La vendetta del falso in bilancio

Gliel’avevano giurata a Silvio Berlusconi!

Durante i cinque anni di guerra senza quartiere che avevano ingaggiato contro di lui e il suo governo, si erano preparati per bene.

L’avevano scritto col sangue che, una volta preso Palazzo Chigi, non avrebbero fatto prigionieri e così è stato.

Nell’arco di pochi mesi hanno fatto tabula rasa intorno, bruciando e distruggendo ogni traccia del passaggio del precedente governo.

Presto appiccheranno il fuoco anche alla legge Biagi e, tra ululati di vittoria, finalmente i più assetati di vendetta stanno per demolire la riforma sul falso in bilancio!

Giuliano Amato doveva far passare il suo ddl sul pacchetto per la sicurezza, i bolscevichi però erano pronti a innalzare le barricate per non far passare quel progetto fascista, per cui ecco spuntare l’osso dell’odiata depenalizzazione dei reati di falso in bilancio, voluta dall’odiatissimo nemico.

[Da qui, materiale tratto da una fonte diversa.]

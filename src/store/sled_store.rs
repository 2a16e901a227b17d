//! Sled-backed store
//!
//! Uses three sled trees:
//! - `include`: followed tags (key = tag bytes, empty value)
//! - `blocked`: blocked tags (key = tag bytes, empty value)
//! - `preferences`: a single bincode-encoded `UserPreferences` record

use super::{FeedSettings, FeedSettingsStore, PreferenceStore, StoreError, validate_tags};
use crate::preferences::UserPreferences;
use sled::{Db, Tree};
use std::collections::BTreeSet;
use std::path::Path;
use tracing::info;

const PREFERENCES_KEY: &[u8] = b"current";

/// Persistent feed settings store
pub struct SledStore {
    db: Db,
    include: Tree,
    blocked: Tree,
    preferences: Tree,
}

impl SledStore {
    /// Opens or creates a store at the specified path
    ///
    /// # Examples
    /// ```no_run
    /// use feedtags::store::SledStore;
    /// let store = SledStore::open("my_feed_db").unwrap();
    /// ```
    ///
    /// # Errors
    ///
    /// Returns `StoreError` if the database or its trees cannot be opened.
    pub fn open<P: AsRef<Path>>(path: P) -> Result<Self, StoreError> {
        let db = sled::open(path)?;
        let include = db.open_tree("include")?;
        let blocked = db.open_tree("blocked")?;
        let preferences = db.open_tree("preferences")?;
        Ok(Self {
            db,
            include,
            blocked,
            preferences,
        })
    }

    /// Flush pending writes to disk
    ///
    /// # Errors
    ///
    /// Returns `StoreError` if the flush fails.
    pub fn flush(&self) -> Result<(), StoreError> {
        self.db.flush()?;
        Ok(())
    }

    fn read_tags(tree: &Tree) -> Result<BTreeSet<String>, StoreError> {
        let mut tags = BTreeSet::new();
        for key in tree.iter().keys() {
            let key = key?;
            let tag = String::from_utf8(key.to_vec())
                .map_err(|e| StoreError::InvalidTag(format!("stored tag is not UTF-8: {e}")))?;
            tags.insert(tag);
        }
        Ok(tags)
    }
}

impl FeedSettingsStore for SledStore {
    fn feed_settings(&self) -> Result<FeedSettings, StoreError> {
        Ok(FeedSettings {
            include_tags: Self::read_tags(&self.include)?,
            blocked_tags: Self::read_tags(&self.blocked)?,
        })
    }

    fn follow_tags(&self, tags: &[String]) -> Result<(), StoreError> {
        validate_tags(tags)?;
        for tag in tags {
            self.blocked.remove(tag.as_bytes())?;
            self.include.insert(tag.as_bytes(), Vec::new())?;
        }
        info!(?tags, "followed tags");
        Ok(())
    }

    fn unfollow_tags(&self, tags: &[String]) -> Result<(), StoreError> {
        for tag in tags {
            self.include.remove(tag.as_bytes())?;
        }
        info!(?tags, "unfollowed tags");
        Ok(())
    }

    fn block_tags(&self, tags: &[String]) -> Result<(), StoreError> {
        validate_tags(tags)?;
        for tag in tags {
            self.include.remove(tag.as_bytes())?;
            self.blocked.insert(tag.as_bytes(), Vec::new())?;
        }
        info!(?tags, "blocked tags");
        Ok(())
    }

    fn unblock_tags(&self, tags: &[String]) -> Result<(), StoreError> {
        for tag in tags {
            self.blocked.remove(tag.as_bytes())?;
        }
        info!(?tags, "unblocked tags");
        Ok(())
    }
}

impl PreferenceStore for SledStore {
    fn load_preferences(&self) -> Result<UserPreferences, StoreError> {
        match self.preferences.get(PREFERENCES_KEY)? {
            Some(value) => {
                let (preferences, _): (UserPreferences, usize) =
                    bincode::serde::decode_from_slice(&value, bincode::config::standard())?;
                Ok(preferences)
            }
            None => Ok(UserPreferences::default()),
        }
    }

    fn save_preferences(&self, preferences: &UserPreferences) -> Result<(), StoreError> {
        let value = bincode::serde::encode_to_vec(preferences, bincode::config::standard())?;
        self.preferences.insert(PREFERENCES_KEY, value)?;
        Ok(())
    }
}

Prodi lo ha lanciato ai rancorosi ministri rosso-verdi che se lo stanno rosicchiando beati mentre i ministri proponenti si sono garantiti l’astensione e il disegno di legge è stato approvato.

Ora non resta che augurarsi che questo inattuabile ddl faccia la stessa fine di quello catastrofico sui Di.Co, morto e sepolto sotto la fredda lava prodotta dal vulcanico trio Amato-Pollastrini-Bindi.

Per un po’ di tempo i bassi istinti revanscistici che dimorano in questo governo saranno soddisfatti. Prendere di mira coloro che hanno dei bilanci importanti da gestire, significa colpire per primo Berlusconi, rendere la vita impossibile ai ricchi e sporchi capitalisti e questo è ciò che di più euforizzante possano inalarsi.

Ma mentre qualcuno cerca di autoconvincersi, per convincere i meno fanatici, della bontà dell’iniziativa, qualcun altro, vedi Franco Debenedetti, la vede come noi: soltanto voglia di rivincita!